Caracas | Ap.- El presidente Hugo Chávez planea comenzar la construcción de la primera fábrica Kalashnikov en el hemisferio occidental, sembrando temores de que podría comenzar a armar a "revolucionarios" con miles de los legendarios fusiles de asalto rusos.
Chávez niega que tenga tales intenciones, asegurando que su gobierno compró 100.000 fusiles de asalto AK-103 de fabricación rusa y una licencia para fabricar los Kalashnikov para defender su país del "más poderoso imperio de la historia", dijo en alusión a Estados Unidos.
Sus opositores son escépticos ante las incesantes acusaciones de Chávez respecto a una inminente invasión de Washington.

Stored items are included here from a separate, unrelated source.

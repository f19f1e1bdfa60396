//! IR 打印
//!
//! Deterministic textual form of the IR, used for `--emit ir` and golden tests.

use super::{ClassUnit, Condition, InvokeKind, Instruction, Method, Operand, UnaryOperator, Variable};
use std::fmt;

impl fmt::Display for Variable {
    fn fmt(
        &self,
        f: &mut fmt::Formatter<'_>,
    ) -> fmt::Result {
        write!(f, "{}.{}", self.name, self.ty)
    }
}

impl fmt::Display for Operand {
    fn fmt(
        &self,
        f: &mut fmt::Formatter<'_>,
    ) -> fmt::Result {
        match self {
            Operand::Literal { value, ty } => write!(f, "{}.{}", value, ty),
            Operand::Variable(var) => write!(f, "{}", var),
        }
    }
}

impl fmt::Display for Condition {
    fn fmt(
        &self,
        f: &mut fmt::Formatter<'_>,
    ) -> fmt::Result {
        match self {
            Condition::Single(op) => write!(f, "{}", op),
            Condition::Compare { op, lhs, rhs } => write!(f, "{} {}.bool {}", lhs, op.symbol(), rhs),
        }
    }
}

fn write_args(
    f: &mut fmt::Formatter<'_>,
    args: &[Operand],
) -> fmt::Result {
    for arg in args {
        write!(f, ", {}", arg)?;
    }
    Ok(())
}

impl fmt::Display for Instruction {
    fn fmt(
        &self,
        f: &mut fmt::Formatter<'_>,
    ) -> fmt::Result {
        match self {
            Instruction::Assign { dest, rhs } => write!(f, "{} :=.{} {}", dest, dest.ty, rhs),
            Instruction::BinaryOp { op, lhs, rhs, ty } => {
                write!(f, "{} {}.{} {}", lhs, op.symbol(), ty, rhs)
            }
            Instruction::UnaryOp { op, operand, ty } => match op {
                UnaryOperator::Not => write!(f, "!.{} {}", ty, operand),
            },
            Instruction::SingleOp(op) => write!(f, "{}", op),
            Instruction::NewObject { class } => write!(f, "new({}).{}", class, class),
            Instruction::NewArray { length, elem } => write!(f, "new(array, {}).array.{}", length, elem),
            Instruction::GetField { object, field } => {
                write!(f, "getfield({}, {}).{}", object, field, field.ty)
            }
            Instruction::PutField {
                object,
                field,
                value,
            } => write!(f, "putfield({}, {}, {}).V", object, field, value),
            Instruction::Invoke {
                kind,
                receiver,
                class,
                method,
                args,
                ret,
            } => {
                match kind {
                    InvokeKind::Virtual => write!(f, "invokevirtual(")?,
                    InvokeKind::Static => write!(f, "invokestatic(")?,
                    InvokeKind::Special => write!(f, "invokespecial(")?,
                }
                match receiver {
                    Some(receiver) => write!(f, "{}", receiver)?,
                    None => write!(f, "{}", class)?,
                }
                write!(f, ", \"{}\"", method)?;
                write_args(f, args)?;
                write!(f, ").{}", ret)
            }
            Instruction::ArrayLoad { array, index, ty } => {
                write!(f, "{}[{}].{}", array.name, index, ty)
            }
            Instruction::ArrayStore {
                array,
                index,
                value,
            } => write!(f, "{}[{}] :=.{} {}", array.name, index, value.ty(), value),
            Instruction::ArrayLength { array } => write!(f, "arraylength({}).i32", array),
            Instruction::Return(None) => write!(f, "ret.V"),
            Instruction::Return(Some(value)) => write!(f, "ret.{} {}", value.ty(), value),
            Instruction::Label(name) => write!(f, "{}:", name),
            Instruction::Goto(label) => write!(f, "goto {}", label),
            Instruction::CondBranch { cond, label } => write!(f, "if ({}) goto {}", cond, label),
        }
    }
}

impl fmt::Display for Method {
    fn fmt(
        &self,
        f: &mut fmt::Formatter<'_>,
    ) -> fmt::Result {
        if self.is_constructor {
            write!(f, "    .construct {}(", self.name)?;
        } else {
            write!(f, "    .method ")?;
            if self.is_public {
                write!(f, "public ")?;
            }
            if self.is_static {
                write!(f, "static ")?;
            }
            write!(f, "{}(", self.name)?;
        }
        let params: Vec<String> = self.params.iter().map(|p| p.to_string()).collect();
        writeln!(f, "{}).{} {{", params.join(", "), self.return_type)?;

        for instr in &self.instructions {
            match instr {
                Instruction::Label(_) => writeln!(f, "    {}", instr)?,
                _ => writeln!(f, "        {};", instr)?,
            }
        }

        if self.has_registers() {
            let registers: Vec<String> = self
                .vars
                .iter()
                .filter_map(|(name, entry)| entry.register.map(|r| format!("{}={}", name, r)))
                .collect();
            writeln!(f, "        // registers: {}", registers.join(", "))?;
        }
        writeln!(f, "    }}")
    }
}

impl fmt::Display for ClassUnit {
    fn fmt(
        &self,
        f: &mut fmt::Formatter<'_>,
    ) -> fmt::Result {
        for import in &self.imports {
            writeln!(f, "import {};", import)?;
        }
        match &self.super_class {
            Some(super_class) => writeln!(f, "{} extends {} {{", self.name, super_class)?,
            None => writeln!(f, "{} {{", self.name)?,
        }
        for field in &self.fields {
            writeln!(f, "    .field private {};", field)?;
        }
        for method in &self.methods {
            writeln!(f)?;
            write!(f, "{}", method)?;
        }
        writeln!(f, "}}")
    }
}
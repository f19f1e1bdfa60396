//! 端到端流水线测试

use jmmc::frontend::{BinOp, ClassDecl, Expr, MethodDecl, Program, SourceType, Stmt, VarDecl};
use jmmc::middle::ir::Instruction;
use jmmc::util::config::CompilerConfig;
use jmmc::{compile, CompileError};

fn class_with(methods: Vec<MethodDecl>) -> Program {
    Program {
        imports: vec!["io".to_string()],
        class: ClassDecl {
            name: "Test".to_string(),
            extends: None,
            fields: vec![],
            methods,
        },
    }
}

fn method(
    name: &str,
    return_type: SourceType,
    params: Vec<VarDecl>,
    locals: Vec<VarDecl>,
    body: Vec<Stmt>,
) -> MethodDecl {
    MethodDecl {
        name: name.to_string(),
        is_public: true,
        is_static: false,
        return_type,
        params,
        locals,
        body,
    }
}

fn int(name: &str) -> Expr {
    Expr::ident(name, SourceType::Int)
}

fn position(
    text: &str,
    needle: &str,
) -> usize {
    text.find(needle)
        .unwrap_or_else(|| panic!("`{}` not found in:\n{}", needle, text))
}

/// boolean a() / boolean b() / void m() { if (this.a() && this.b()) { io.println(); } }
fn short_circuit_program() -> Program {
    let flag = |name: &str| {
        method(
            name,
            SourceType::Boolean,
            vec![],
            vec![],
            vec![Stmt::Return(Some(Expr::bool(true)))],
        )
    };
    let call = |name: &str| Expr::call(Expr::this("Test"), name, vec![], SourceType::Boolean);
    let m = method(
        "m",
        SourceType::Void,
        vec![],
        vec![],
        vec![Stmt::If {
            cond: Expr::binary(BinOp::And, call("a"), call("b")),
            then_branch: Box::new(Stmt::Expr(Expr::call(
                Expr::ident("io", SourceType::class("io")),
                "println",
                vec![],
                SourceType::Void,
            ))),
            else_branch: None,
        }],
    );
    class_with(vec![flag("a"), flag("b"), m])
}

#[test]
fn test_short_circuit_and_skips_right_operand() {
    let compilation = compile(&short_circuit_program(), &CompilerConfig::default()).unwrap();
    let text = &compilation.jasmin;

    let call_a = position(text, "invokevirtual Test/a()Z");
    let branch = position(text, "ifne AND_RHS_1");
    let skip = position(text, "goto AND_END_1");
    let rhs = position(text, "AND_RHS_1:");
    let call_b = position(text, "invokevirtual Test/b()Z");
    let end = position(text, "AND_END_1:");
    assert!(call_a < branch && branch < skip && skip < rhs && rhs < call_b && call_b < end);

    // IR 中 b() 只出现在 AND_RHS 标签之后
    let m = compilation.unit.method("m").unwrap();
    let label = m
        .instructions
        .iter()
        .position(|i| matches!(i, Instruction::Label(l) if l == "AND_RHS_1"))
        .unwrap();
    let invoke_b = m
        .instructions
        .iter()
        .position(|i| match i {
            Instruction::Assign { rhs, .. } => {
                matches!(rhs.as_ref(), Instruction::Invoke { method, .. } if method == "b")
            }
            _ => false,
        })
        .unwrap();
    assert!(label < invoke_b);
}

/// int m(int a) { int c; c = 2 * 3 + a; return c; }
fn foldable() -> Program {
    class_with(vec![method(
        "m",
        SourceType::Int,
        vec![VarDecl::new("a", SourceType::Int)],
        vec![VarDecl::new("c", SourceType::Int)],
        vec![
            Stmt::Assign {
                target: "c".to_string(),
                value: Expr::binary(
                    BinOp::Add,
                    Expr::binary(BinOp::Mul, Expr::int(2), Expr::int(3)),
                    int("a"),
                ),
            },
            Stmt::Return(Some(int("c"))),
        ],
    )])
}

#[test]
fn test_constant_folding_switch() {
    let plain = compile(&foldable(), &CompilerConfig::default()).unwrap();
    assert!(plain.ir().contains("2.i32 *.i32 3.i32"), "{}", plain.ir());

    let config = CompilerConfig {
        fold_constants: true,
        ..CompilerConfig::default()
    };
    let folded = compile(&foldable(), &config).unwrap();
    assert!(folded.ir().contains("c.i32 :=.i32 6.i32 +.i32 a.i32"), "{}", folded.ir());
    assert!(folded.jasmin.contains("bipush 6"));
}

#[test]
fn test_disabled_allocation_is_identity() {
    let config = CompilerConfig {
        register_allocation: false,
        ..CompilerConfig::default()
    };
    let compilation = compile(&foldable(), &config).unwrap();
    let m = compilation.unit.method("m").unwrap();
    for (slot, entry) in m.vars.values().enumerate() {
        assert_eq!(entry.register, Some(slot as u16));
    }
}

#[test]
fn test_compilation_is_deterministic() {
    let first = compile(&short_circuit_program(), &CompilerConfig::default()).unwrap();
    let second = compile(&short_circuit_program(), &CompilerConfig::default()).unwrap();
    assert_eq!(first.jasmin, second.jasmin);
    assert_eq!(first.ir(), second.ir());
}

#[test]
fn test_unknown_name_is_reported_with_method() {
    let program = class_with(vec![method(
        "broken",
        SourceType::Int,
        vec![],
        vec![],
        vec![Stmt::Return(Some(int("missing")))],
    )]);
    let err = compile(&program, &CompilerConfig::default()).unwrap_err();
    assert!(matches!(&err, CompileError::Lookup { name, .. } if name == "missing"));
    assert_eq!(err.method(), "broken");
}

Muchos sospechan que el ex teniente coronel planea utilizar la fábrica de Kalashnikov, cuya instalación anunció la semana pasada, para proveer armas a sus aliados, entre ellos Cuba y Bolivia, al tiempo que forja una alianza militar contra Washington.
Los primeros 30.000 Kalashnikovs están Venezuela, mientras el resto llegará antes de finalizar el año.
Chávez ha asegurado que "correrá sangre venezolana" si Estados Unidos invade Cuba o Bolivia, pero el líder nunca ha afirmado que Venezuela proveerá las armas.
Chávez niega vehementemente que la reciente adquisición de equipo militar --estimada en 2,7 miles de millones de dólares-- constituya un incremento del potencial bélico o que él represente una amenaza a la estabilidad regional, como aseguran autoridades de Estados Unidos.